There is another problematic force at the other end of the spectrum, a romanticizing and sentimentalizing of relationships, sometimes legitimately but other times covering over unhealthy situations.  Damaged babies are deemed “miracle babies.”  Criminal fathers become wronged heroes.  Enabling and co-dependent wives are considered devoted. Understandably, it’s hard to look at things for what they are and one wants to be optimistic.  Fear of stigma and the consequences of it can motivate coverups, especially among minorities.
On the other hand, people who don’t always have much but still take care of each other can be welcoming and joyful to young parents and their babies without imposing any stigmas, without prejudice and with unstinting generosity.  As in most human cases, there is a continuum and whatever pushes people towards the happy end of the scale has got to be good, so long as it is real.  The task is to figure out what moves people away from the dark end.  What are the memes?  Are they religious or just social?  How do they cope?

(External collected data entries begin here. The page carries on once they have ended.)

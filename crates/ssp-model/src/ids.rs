macro_rules! define_id_type {
    ($(#[$meta:meta])* $name:ident) => {
        $(#[$meta])*
        #[derive(Debug, Clone, Copy, PartialEq, Eq, Hash, PartialOrd, Ord)]
        #[repr(transparent)]
        pub struct $name(u32);

        impl $name {
            /// Get the inner u32 value.
            pub fn inner(self) -> u32 {
                self.0
            }

            /// Create an ID from a u32 value.
            pub fn new(value: u32) -> Self {
                Self(value)
            }

            /// Position of this ID in dense storage.
            pub fn index(self) -> usize {
                self.0 as usize
            }
        }
    };
}

define_id_type!(
    /// Column handle in a [`crate::Model`].
    VariableId
);
define_id_type!(
    /// Row handle in a [`crate::Model`].
    ConstraintId
);

#[cfg(test)]
mod tests {
    use super::{ConstraintId, VariableId};

    #[test]
    fn variable_id_roundtrip() {
        let id = VariableId::new(7);
        assert_eq!(id.inner(), 7);
        assert_eq!(id.index(), 7);
    }

    #[test]
    fn constraint_id_roundtrip() {
        let id = ConstraintId::new(11);
        assert_eq!(id.inner(), 11);
    }

    #[test]
    fn ids_order_by_value() {
        assert!(VariableId::new(1) < VariableId::new(2));
    }
}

My aunt taught her girls, “It’s just as easy to fall in love with a rich man as a poor man.”  But it’s not just about money.  When I was in the ministry, I told young couples that a wedding was NOT a coming of age ceremony (which some thought it was) but rather a joining of families for the sake of the future generations.  I’ve always liked the liturgies that ask the congregation to take responsibility for the well-being of the married couple.  Today it’s very possible that relatives are far away, if indeed there are any.  I’d say to the couple,  “When you get into a fight bad enough to be scary, when you want to slug the other person, tell me how you’ll get out of it.  What will you do?  Who will you call?  At that moment you will not be able to plan.”  Even practitioners of S/M have a “safe word,” a signal for time out.
Many prospective bridegrooms were resistant to any of this sort of inquiry, especially if questions were about sex or money, the two crucial things to settle in order to have a successful relationship.  They were threatened by questions that hurt their pride.  One wedding I refused because the girl had been bruised by her prospective bridegroom.  He was unrepentant.  She seemed to be rather proud, as though it were a sign of caring.   These were wealthy, educated, white people at an upscale church.  
On the other hand there are many not-so-fancy alliances on this reservation that are as solid as they come.  They’ve got the formula that works for them.  We should go back to the Third Force Psychology theories that recommend interviewing the happy and healthy reservation people to see what they do, what they know.